Aspiration. Great learners are not satisfied with the status quo. They have a vision of what they could be, know, do, achieve, master – and they're
Neutral self-awareness. In order to learn something new, you have to be clear about your current knowledge or capability, and able to look at it almost as a third party. For example, I met someone a few months ago who thinks he's a truly great leader, and he's really committed to that self-assessment – not neutral at all. However, based on the evidence of how he operates every day and how he's seen by those around him, it seems he's actually a poor leader. But his lack of neutral and accurate self-awareness makes it nearly impossible for him to be open to feedback or learning in this area. I call this kind of deeply inaccurate (and deeply committed) self-assessment The American Idol Syndrome, in honor of all those contestants past, present and future who are convinced they're going to be the next American Idol – but can't actually sing. In order to master anything, you have to be a 'fair witness' of your own current capability: to be able to stand back from yourself and say "I'm a novice," if that's true for you right now.
Endless Curiosity. True curiosity is a very powerful thing, and it's built into all of us. Anyone who's ever been around a toddler for any length of time can attest to that. The endless "why?" and "how come?" and "what's that?" are all outward manifestations of that inward engine of curiosity. Curiosity is the impulse to investigate. As children, that impulse is a powerful, instinctive survival mechanism for each of us: the more we understand about our environment, and the more quickly we understand it, the more likely we are to succeed as human beings. Kids' insatiable curiosity drives them to learn to speak, eat, walk, understand how to manipulate objects, learn to interact with other human beings. It leads them to understand what is dangerous and what is safe, what is delicious and what is disgusting, what is useful and what is pointless.
Unfortunately, many of us lose touch with that inborn curiosity as we become adults. We assume we're largely done growing, and that we understand things well enough, thank you very much. And our curiosity is often stifled by others, as well. We're taught, "don't meddle in things that don't concern you," "don't read ahead," and "don't question your superiors," and even "curiosity killed the cat." All clear societal messages to stop investigating your environment.

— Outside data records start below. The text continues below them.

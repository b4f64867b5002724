//! Single and double gene and reaction knockout simulations
use serde::Serialize;
use tracing::{debug, instrument};

use crate::analysis::{AnalysisError, IdSet};
use crate::metabolic::model::Model;
use crate::optimize::{FluxProblem, OptimizationStatus};

/// Outcome of knocking out a set of genes or reactions
#[derive(Debug, Clone, PartialEq, Serialize)]
pub struct DeletionRow {
    /// Knocked out ids
    pub ids: IdSet,
    /// Objective value after the knockout, `None` if the problem has no solution
    pub growth: Option<f64>,
    pub status: OptimizationStatus,
}

/// Which kind of entity is knocked out
#[derive(Debug, Clone, Copy)]
enum Target {
    Gene,
    Reaction,
}

/// Knock out every gene in `gene_ids` on its own
#[instrument(skip_all, fields(genes = gene_ids.len()))]
pub fn single_gene_deletion(
    model: &Model,
    gene_ids: &[String],
    tolerance: f64,
) -> Result<Vec<DeletionRow>, AnalysisError> {
    run_deletions(model, Target::Gene, singles(gene_ids), tolerance)
}

/// Knock out every unordered pair of distinct genes in `gene_ids`
#[instrument(skip_all, fields(genes = gene_ids.len()))]
pub fn double_gene_deletion(
    model: &Model,
    gene_ids: &[String],
    tolerance: f64,
) -> Result<Vec<DeletionRow>, AnalysisError> {
    run_deletions(model, Target::Gene, pairs(gene_ids), tolerance)
}

/// Knock out every reaction in `reaction_ids` on its own
#[instrument(skip_all, fields(reactions = reaction_ids.len()))]
pub fn single_reaction_deletion(
    model: &Model,
    reaction_ids: &[String],
    tolerance: f64,
) -> Result<Vec<DeletionRow>, AnalysisError> {
    run_deletions(model, Target::Reaction, singles(reaction_ids), tolerance)
}

/// Knock out every unordered pair of distinct reactions in `reaction_ids`
#[instrument(skip_all, fields(reactions = reaction_ids.len()))]
pub fn double_reaction_deletion(
    model: &Model,
    reaction_ids: &[String],
    tolerance: f64,
) -> Result<Vec<DeletionRow>, AnalysisError> {
    run_deletions(model, Target::Reaction, pairs(reaction_ids), tolerance)
}

fn singles(ids: &[String]) -> Vec<Vec<String>> {
    ids.iter().map(|id| vec![id.clone()]).collect()
}

fn pairs(ids: &[String]) -> Vec<Vec<String>> {
    let mut unique: Vec<&String> = Vec::with_capacity(ids.len());
    for id in ids {
        if !unique.contains(&id) {
            unique.push(id);
        }
    }
    let mut combinations = Vec::new();
    for (i, first) in unique.iter().enumerate() {
        for second in &unique[i + 1..] {
            combinations.push(vec![(*first).clone(), (*second).clone()]);
        }
    }
    combinations
}

fn run_deletions(
    model: &Model,
    target: Target,
    knockouts: Vec<Vec<String>>,
    tolerance: f64,
) -> Result<Vec<DeletionRow>, AnalysisError> {
    for id in knockouts.iter().flatten() {
        match target {
            Target::Gene if !model.genes.contains_key(id) => {
                return Err(AnalysisError::GeneNotFound(id.clone()))
            }
            Target::Reaction if !model.reactions.contains_key(id) => {
                return Err(AnalysisError::ReactionNotFound(id.clone()))
            }
            _ => {}
        }
    }

    let base = FluxProblem::from_model(model);
    let mut rows = Vec::with_capacity(knockouts.len());
    for ids in knockouts {
        let disabled = match target {
            Target::Gene => model.disabled_reactions_for_genes(&ids)?,
            Target::Reaction => ids.clone(),
        };
        let mut problem = base.clone();
        for reaction in &disabled {
            problem.set_bounds(reaction, 0., 0.)?;
        }
        let solution = problem.solve(tolerance);
        debug!(?ids, disabled = disabled.len(), status = %solution.status, "Knockout solved");
        rows.push(DeletionRow {
            ids: IdSet(ids),
            growth: solution.objective_value,
            status: solution.status,
        });
    }
    Ok(rows)
}

#[cfg(test)]
mod tests {
    use super::*;

    const TOL: f64 = 1e-7;

    fn toy_model() -> Model {
        Model::from_json_str(include_str!("../../test_data/toy_model.json")).unwrap()
    }

    fn ids(ids: &[&str]) -> Vec<String> {
        ids.iter().map(|s| s.to_string()).collect()
    }

    fn growth(row: &DeletionRow) -> f64 {
        row.growth.unwrap()
    }

    #[test]
    fn single_gene_knockouts() {
        let rows = single_gene_deletion(&toy_model(), &ids(&["g1", "g3", "g5"]), TOL).unwrap();
        assert_eq!(rows.len(), 3);
        // g2 still carries the transport
        assert!((growth(&rows[0]) - 20.).abs() < 1e-3);
        // R1 needs both g3 and g4
        assert!((growth(&rows[1]) - 10.).abs() < 1e-3);
        assert!((growth(&rows[2]) - 20.).abs() < 1e-3);
        assert_eq!(rows[1].ids.to_string(), "{g3}");
    }

    #[test]
    fn double_gene_knockout_blocks_transport() {
        let rows = double_gene_deletion(&toy_model(), &ids(&["g1", "g2", "g3"]), TOL).unwrap();
        let labels: Vec<String> = rows.iter().map(|r| r.ids.to_string()).collect();
        assert_eq!(labels, vec!["{g1, g2}", "{g1, g3}", "{g2, g3}"]);
        assert!(growth(&rows[0]).abs() < 1e-3);
        assert!((growth(&rows[1]) - 10.).abs() < 1e-3);
    }

    #[test]
    fn reaction_knockouts() {
        let model = toy_model();
        let single = single_reaction_deletion(&model, &ids(&["R1", "GLCt"]), TOL).unwrap();
        assert!((growth(&single[0]) - 10.).abs() < 1e-3);
        assert!(growth(&single[1]).abs() < 1e-3);

        let double = double_reaction_deletion(&model, &ids(&["R1", "R2", "R1"]), TOL).unwrap();
        assert_eq!(double.len(), 1);
        assert!(growth(&double[0]).abs() < 1e-3);
        assert_eq!(double[0].status, OptimizationStatus::Optimal);
    }

    #[test]
    fn unknown_ids_are_errors() {
        let model = toy_model();
        assert_eq!(
            single_gene_deletion(&model, &ids(&["nope"]), TOL),
            Err(AnalysisError::GeneNotFound("nope".to_string()))
        );
        assert_eq!(
            single_reaction_deletion(&model, &ids(&["nope"]), TOL),
            Err(AnalysisError::ReactionNotFound("nope".to_string()))
        );
    }
}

In order to make your way through this modern world successfully – to be a true learner – you have to re-connect with your innate curiosity. The best learners (and most successful people) I know are continually asking curiosity-based questions like, "How does that work?" and "Why is that happening?" and "How can we/I….?" and "What if…?" Endless curiosity is essential to mastery.

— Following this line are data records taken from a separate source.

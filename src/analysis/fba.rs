//! Flux balance analysis
use tracing::{debug, instrument};

use crate::metabolic::model::Model;
use crate::optimize::{FluxProblem, ProblemSolution};

/// Optimize the model's objective under its current bounds
#[instrument(skip(model), fields(model = model.id.as_deref().unwrap_or("unnamed")))]
pub fn fba(model: &Model, tolerance: f64) -> ProblemSolution {
    let solution = FluxProblem::from_model(model).solve(tolerance);
    debug!(status = %solution.status, objective = ?solution.objective_value, "FBA finished");
    solution
}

Willingness to be not-good. This may be the toughest aspect of true learning. The path to being great at anything includes many, many points of being not great. And that's frustrating and embarrassing. This is especially difficult for people who are smart and good at things (some things). When they run into a new skill or capability that requires real time and effort to master, where their initial efforts are clunky or incorrect, their impulse is to give up (and often to blame others or the thing itself for their immeidate lack of success). Being able to keep going, to work through feeling (and being) incompetent and inexpert on the way to competence and expertise, is essential to real learning of any kind. I wrote a post about this a few weeks ago that seemed to strike a chord with people; I believe we all know intuitively that real learning requires both being OK with our own initial ineptness, and faith in our ability to get through it.
The problem is, as I said before, we generally think of learning as boring. I bet if I had put the word "learning" in the title of this post, very few people would have read it. Don't get distracted by our ho-hum associations with the concept: call it what you want, but the ability to discover and master new ideas and skills is your surest path to success. Get and MBA if you really want , and if you can afford it…
But whatever you do, post-graduate-degree-wise, become a master of mastery.